Firstly, the government should strengthen Waste Management Systems. Proper waste management practices is an important factor to dissuade littering. Without proper systems  of disposal, the public comes to short, as concerns ways to safely and properly dispose of their waste. The government should ensure competition among waste management companies that are willing to  improve the waste management infrastructure by enhancing waste collection services, establishing recycling facilities, and increasing the number of disposal sites. 

Furthermore, public Awareness Campaigns must be intensified. Education and awareness initiatives are vital to change cultural attitudes and behaviors towards littering. These campaigns should emphasize the environmental, economic, and health consequences of littering, encouraging responsible waste disposal practices. 

Also, intensifying community engagements. Change begins with engaging local communities. Engaging local communities is crucial in combating littering. Community-led clean-up drives, waste segregation initiatives, and the establishment of recycling centers can promote a sense of ownership and responsibility among residents.

As a method of deterrence, the government can enforce existing littering laws more effectively and impose penalties on offenders. This approach will deter potential litterers and create a culture of accountability. For instance, Singapore is known for being one of the cleanest countries due to its strict anti-littering laws. Littering in Singapore faces a fine of $300 and above, accompanied by community cleaning as part of punishment. Undoubtedly, these strict littering/waste legislations are proof of effectively tackling littering. Fines and non-custodial sentences can be meted out to those who flout the rules to serve as deterrent to others. Norway has just increased its price on  plastic bags from about 1GHC to almost 5 - that's an  incentive to reuse the bag several times before throwing  it away, or replacing  it with a reusable carry along bag.

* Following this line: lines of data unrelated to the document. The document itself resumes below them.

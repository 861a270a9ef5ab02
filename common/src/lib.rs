//! Ratekeeper Common Types
//!
//! Shared types used across the Ratekeeper workspace: rate snapshots, the
//! upstream error taxonomy, the locale-aware numeric parser and clocks.

pub mod error;
pub mod numeric;
pub mod snapshot;
pub mod time;

pub use error::*;
pub use numeric::parse_locale_number;
pub use snapshot::*;
pub use time::*;
//! # Powerstreak Core Library
//!
//! This library provides the core logic for Powerstreak, a daily check-in
//! streak tracker with escalating rewards, badges and attendance ranks.
//! All operations are available through the standalone `powerstreak` CLI,
//! which is a thin presentation layer over this crate.
//!
//! ## Architecture
//!
//! - **Gate**: Wall-clock cooldown/reset windows deciding whether a
//!   check-in is allowed, plus a one-shot timer that reopens it
//! - **Processor**: Pure transition from one [`StreakState`] to the next,
//!   with reward, badge, rank and boost resolution
//! - **Engine**: Async owner of the live state, serialising check-ins and
//!   broadcasting [`Event`]s
//! - **Storage**: SQLite key-value persistence and TOML configuration
//! - **Projector**: Read-only milestone, progress, preview and calendar views
//!
//! ## Key Components
//!
//! - [`StreakEngine`]: Check-in front end
//! - [`CheckInProcessor`]: Deterministic check-in transition
//! - [`SqliteStreakStore`]: Durable state and check-in log
//! - [`Config`]: Application configuration management

pub mod clock;
pub mod engine;
pub mod error;
pub mod events;
pub mod gate;
pub mod projector;
pub mod ranks;
pub mod rewards;
pub mod state;
pub mod storage;

pub use clock::{Clock, ManualClock, RandomSource, SeededRandom, SystemClock, ThreadRandom};
pub use engine::{CheckInProcessor, CheckInResult, StreakEngine};
pub use error::{CheckInError, ConfigError, CoreError, StoreError};
pub use events::Event;
pub use gate::{CooldownGate, GateResult};
pub use ranks::{RankKey, RankTable, RankTier};
pub use rewards::{BadgeId, Boost, MysteryRoll, RewardEntry, RewardTable, Special};
pub use state::{CheckInHistory, StreakState};
pub use storage::{Config, Database, MemoryStore, SqliteStreakStore, StreakStore};
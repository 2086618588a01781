use powerstreak_core::SqliteStreakStore;

use super::CliResult;

pub fn run(recent: usize, json: bool) -> CliResult {
    let store = SqliteStreakStore::open()?;
    let (stats, records) = store.with_db(|db| -> Result<_, powerstreak_core::StoreError> {
        Ok((db.stats()?, db.recent_check_ins(recent)?))
    })?;

    if json {
        let out = serde_json::json!({ "stats": stats, "recent": records });
        println!("{}", serde_json::to_string_pretty(&out)?);
        return Ok(());
    }

    println!("Check-ins:      {}", stats.total_check_ins);
    println!("Points awarded: {} PL", stats.total_points_awarded);
    match stats.best_mystery_payout {
        Some(best) => println!("Mystery boxes:  {} (best {best} PL)", stats.mystery_draws),
        None => println!("Mystery boxes:  {}", stats.mystery_draws),
    }
    if let Some(first) = stats.first_check_in_at {
        println!("First check-in: {}", first.format("%Y-%m-%d %H:%M UTC"));
    }

    if !records.is_empty() {
        println!();
        for record in &records {
            let mystery = record
                .mystery_payout
                .map(|p| format!("  mystery {p}"))
                .unwrap_or_default();
            println!(
                "{}  day {:>3}  +{} PL{mystery}",
                record.checked_in_at.format("%Y-%m-%d %H:%M"),
                record.streak_day,
                record.points_awarded
            );
        }
    }
    Ok(())
}
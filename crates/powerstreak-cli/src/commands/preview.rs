use powerstreak_core::projector::upcoming_reward_preview;
use powerstreak_core::rewards::{MYSTERY_BANDS, MYSTERY_FLOOR};

use super::{format_worth, open_engine, CliResult};

pub async fn run(days: u32) -> CliResult {
    let engine = open_engine().await?;
    let state = engine.snapshot().await;
    engine.shutdown();

    let top = MYSTERY_BANDS.iter().map(|(_, payout)| *payout).max().unwrap_or(MYSTERY_FLOOR);
    for entry in upcoming_reward_preview(&state, engine.processor().rewards(), days) {
        let mut line = if entry.is_mystery() {
            format!("Day {:>3}  mystery box ({MYSTERY_FLOOR}-{top} PL)", entry.day)
        } else {
            format!("Day {:>3}  {} PL  worth {}", entry.day, entry.points, format_worth(entry.worth_cents()))
        };
        if let Some(badge) = entry.badge {
            line.push_str(&format!("  {} {}", badge.symbol(), badge.name()));
        }
        println!("{line}");
    }
    Ok(())
}
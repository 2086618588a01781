use powerstreak_core::projector::badge_progress;

use super::{open_engine, progress_bar, CliResult};

pub async fn run() -> CliResult {
    let engine = open_engine().await?;
    let state = engine.snapshot().await;
    engine.shutdown();

    for progress in badge_progress(&state) {
        let badge = progress.badge;
        let status = if progress.unlocked {
            "unlocked".to_string()
        } else {
            progress_bar(progress.fraction, 14)
        };
        println!("{} {:<11} {:<14} {status}", badge.symbol(), badge.name(), badge.description());
    }
    Ok(())
}
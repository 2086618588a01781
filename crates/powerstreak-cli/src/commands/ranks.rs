use super::{open_engine, CliResult};

pub async fn run() -> CliResult {
    let engine = open_engine().await?;
    let state = engine.snapshot().await;
    engine.shutdown();

    let ranks = engine.processor().ranks();
    let current = ranks.rank_for_attendance(state.connected_days).map(|tier| &tier.key);
    for tier in ranks.tiers() {
        let status = if current == Some(&tier.key) {
            "current"
        } else if state.has_rank(&tier.key) || tier.threshold <= state.connected_days {
            "unlocked"
        } else {
            ""
        };
        println!(
            "{} {:<9} {:>4} days  {:>5}  {status}",
            tier.symbol, tier.name, tier.threshold, tier.boost.to_string()
        );
    }
    Ok(())
}
//! One-shot reopen timer.
//!
//! Holds at most one pending task. Scheduling again replaces (and aborts)
//! the previous task, and dropping the timer cancels whatever is pending,
//! so a callback never outlives the session that scheduled it.

use chrono::Duration;
use std::future::Future;
use std::sync::Mutex;
use tokio::task::JoinHandle;
use tracing::debug;

/// Cancellable one-shot timer backed by a tokio task
#[derive(Debug, Default)]
pub struct GateTimer {
    handle: Mutex<Option<JoinHandle<()>>>,
}

impl GateTimer {
    pub fn new() -> Self {
        Self::default()
    }

    /// Run `on_fire` once `after` has elapsed, replacing any pending callback.
    ///
    /// Must be called from within a tokio runtime.
    pub fn schedule<F>(&self, after: Duration, on_fire: F)
    where
        F: Future<Output = ()> + Send + 'static,
    {
        let delay = after.to_std().unwrap_or(std::time::Duration::ZERO);
        debug!(delay_ms = delay.as_millis() as u64, "scheduling gate reopen");

        let task = tokio::spawn(async move {
            tokio::time::sleep(delay).await;
            on_fire.await;
        });

        let previous = self
            .handle
            .lock()
            .unwrap_or_else(|e| e.into_inner())
            .replace(task);
        if let Some(previous) = previous {
            previous.abort();
        }
    }

    /// Abort the pending callback. Returns whether one was still pending.
    pub fn cancel(&self) -> bool {
        let pending = self.handle.lock().unwrap_or_else(|e| e.into_inner()).take();
        match pending {
            Some(task) if !task.is_finished() => {
                task.abort();
                debug!("gate reopen timer cancelled");
                true
            }
            _ => false,
        }
    }

    pub fn is_pending(&self) -> bool {
        self.handle
            .lock()
            .unwrap_or_else(|e| e.into_inner())
            .as_ref()
            .is_some_and(|task| !task.is_finished())
    }
}

impl Drop for GateTimer {
    fn drop(&mut self) {
        if let Some(task) = self.handle.get_mut().unwrap_or_else(|e| e.into_inner()).take() {
            task.abort();
        }
    }
}

#[cfg(test)]
mod tests {
    use super::*;
    use std::sync::atomic::{AtomicU32, Ordering};
    use std::sync::Arc;

    fn bump(fired: &Arc<AtomicU32>) -> impl Future<Output = ()> + Send + 'static {
        let fired = fired.clone();
        async move {
            fired.fetch_add(1, Ordering::SeqCst);
        }
    }

    #[tokio::test(start_paused = true)]
    async fn fires_once_at_boundary() {
        let timer = GateTimer::new();
        let fired = Arc::new(AtomicU32::new(0));
        timer.schedule(Duration::seconds(5), bump(&fired));

        tokio::time::sleep(std::time::Duration::from_secs(4)).await;
        assert_eq!(fired.load(Ordering::SeqCst), 0);
        assert!(timer.is_pending());

        tokio::time::sleep(std::time::Duration::from_secs(2)).await;
        assert_eq!(fired.load(Ordering::SeqCst), 1);
        assert!(!timer.is_pending());
    }

    #[tokio::test(start_paused = true)]
    async fn rescheduling_replaces_pending_callback() {
        let timer = GateTimer::new();
        let fired = Arc::new(AtomicU32::new(0));
        timer.schedule(Duration::seconds(5), bump(&fired));
        timer.schedule(Duration::seconds(10), bump(&fired));

        tokio::time::sleep(std::time::Duration::from_secs(6)).await;
        assert_eq!(fired.load(Ordering::SeqCst), 0);

        tokio::time::sleep(std::time::Duration::from_secs(5)).await;
        assert_eq!(fired.load(Ordering::SeqCst), 1);
    }

    #[tokio::test(start_paused = true)]
    async fn cancel_and_drop_prevent_firing() {
        let fired = Arc::new(AtomicU32::new(0));

        let timer = GateTimer::new();
        timer.schedule(Duration::seconds(1), bump(&fired));
        assert!(timer.cancel());
        assert!(!timer.cancel());

        let dropped = GateTimer::new();
        dropped.schedule(Duration::seconds(1), bump(&fired));
        drop(dropped);

        tokio::time::sleep(std::time::Duration::from_secs(3)).await;
        assert_eq!(fired.load(Ordering::SeqCst), 0);
    }
}
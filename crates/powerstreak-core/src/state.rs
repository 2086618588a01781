//! The persisted streak aggregate.
//!
//! `StreakState` is a plain value: the engine owns the live copy, the store
//! keeps the durable one, and the processor returns a new one per check-in.

use chrono::{DateTime, NaiveDate, Utc};
use serde::{Deserialize, Serialize};
use std::collections::{BTreeSet, VecDeque};

use crate::ranks::RankKey;
use crate::rewards::BadgeId;

/// Maximum number of distinct dates kept in the check-in history
pub const HISTORY_LIMIT: usize = 60;

/// Distinct check-in dates in chronological order, oldest evicted first
#[derive(Debug, Clone, Default, PartialEq, Eq, Serialize, Deserialize)]
#[serde(from = "Vec<NaiveDate>", into = "Vec<NaiveDate>")]
pub struct CheckInHistory {
    dates: VecDeque<NaiveDate>,
}

impl CheckInHistory {
    pub fn new() -> Self {
        Self::default()
    }

    /// Record a date. Duplicates are ignored; the oldest dates are evicted
    /// past [`HISTORY_LIMIT`].
    pub fn record(&mut self, date: NaiveDate) {
        let at = self.dates.partition_point(|d| *d < date);
        if self.dates.get(at) == Some(&date) {
            return;
        }
        self.dates.insert(at, date);
        while self.dates.len() > HISTORY_LIMIT {
            self.dates.pop_front();
        }
    }

    pub fn contains(&self, date: NaiveDate) -> bool {
        self.dates.binary_search(&date).is_ok()
    }

    pub fn len(&self) -> usize {
        self.dates.len()
    }

    pub fn is_empty(&self) -> bool {
        self.dates.is_empty()
    }

    pub fn last(&self) -> Option<NaiveDate> {
        self.dates.back().copied()
    }

    pub fn iter(&self) -> impl Iterator<Item = NaiveDate> + '_ {
        self.dates.iter().copied()
    }
}

impl From<Vec<NaiveDate>> for CheckInHistory {
    fn from(dates: Vec<NaiveDate>) -> Self {
        let mut history = Self::new();
        for date in dates {
            history.record(date);
        }
        history
    }
}

impl From<CheckInHistory> for Vec<NaiveDate> {
    fn from(history: CheckInHistory) -> Self {
        history.dates.into_iter().collect()
    }
}

/// Streak progression for a single user
#[derive(Debug, Clone, Default, PartialEq, Serialize, Deserialize)]
#[serde(rename_all = "camelCase", from = "StoredState")]
pub struct StreakState {
    pub current_streak: u32,
    pub best_streak: u32,
    /// Lifetime check-ins, unaffected by streak breaks
    pub connected_days: u32,
    pub total_points: u64,
    pub last_check_in_at: Option<DateTime<Utc>>,
    pub unlocked_badges: BTreeSet<BadgeId>,
    pub unlocked_ranks: BTreeSet<RankKey>,
    pub check_in_history: CheckInHistory,
    /// Cached gate result for presentation; recomputed on load and by the
    /// reopen timer, never trusted as the source of truth.
    pub can_check_in_now: bool,
}

impl StreakState {
    /// First-run state
    pub fn new() -> Self {
        Self {
            can_check_in_now: true,
            ..Self::default()
        }
    }

    pub fn has_badge(&self, badge: BadgeId) -> bool {
        self.unlocked_badges.contains(&badge)
    }

    pub fn has_rank(&self, key: &RankKey) -> bool {
        self.unlocked_ranks.contains(key)
    }

    /// Whether the aggregate invariants hold
    pub fn is_consistent(&self) -> bool {
        self.current_streak <= self.best_streak && self.current_streak <= self.connected_days
    }
}

/// On-disk shape, tolerant of older records
#[derive(Deserialize)]
#[serde(rename_all = "camelCase")]
struct StoredState {
    #[serde(default)]
    current_streak: u32,
    #[serde(default)]
    best_streak: Option<u32>,
    #[serde(default)]
    connected_days: Option<u32>,
    #[serde(default, alias = "totalPowerLevel")]
    total_points: u64,
    #[serde(default, alias = "lastCheckIn")]
    last_check_in_at: Option<DateTime<Utc>>,
    #[serde(default)]
    unlocked_badges: BTreeSet<BadgeId>,
    #[serde(default)]
    unlocked_ranks: BTreeSet<RankKey>,
    #[serde(default)]
    check_in_history: CheckInHistory,
    #[serde(default, alias = "canCheckIn")]
    can_check_in_now: Option<bool>,
}

impl From<StoredState> for StreakState {
    fn from(stored: StoredState) -> Self {
        let current = stored.current_streak;
        // A missing or zero best streak predates the field
        let best = stored.best_streak.unwrap_or(0).max(current);
        let connected = stored.connected_days.unwrap_or(0).max(current);
        Self {
            current_streak: current,
            best_streak: best,
            connected_days: connected,
            total_points: stored.total_points,
            last_check_in_at: stored.last_check_in_at,
            unlocked_badges: stored.unlocked_badges,
            unlocked_ranks: stored.unlocked_ranks,
            check_in_history: stored.check_in_history,
            can_check_in_now: stored.can_check_in_now.unwrap_or(true),
        }
    }
}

Lastly, combatting this menace also thrives on fostering collaborative efforts and partnerships between the government, NGOs, businesses, and communities. Partnerships can facilitate the implementation of sustainable waste management practices and promote innovation in recycling and waste reduction. The Young Reporter for Environment Ghana program,  through  it´s mother organization center for Sustainable Transformation  (CeST), is a member  of the behavior task force of Ghana NPAP - Ghana's National Plastic Action Partnership, focusing on education  and  awareness amongst other things. Joining  forces at all levels of governance, including  the individual and the  household  is the only way  we  can combat the littering menace in Ghana.

The littering crisis in Ghana poses a severe threat to the environment, public health, and the economy. It demands immediate action from all segments of society to address the root causes and implement sustainable solutions. Government must also prioritize transitioning fully to a circular economy if indeed Ghana wants to tackle the insanitary conditions in the country. The solutions aforementioned, I believe, are a step in the right direction to mitigate the littering crisis and pave the way for a cleaner, healthier, and more sustainable future.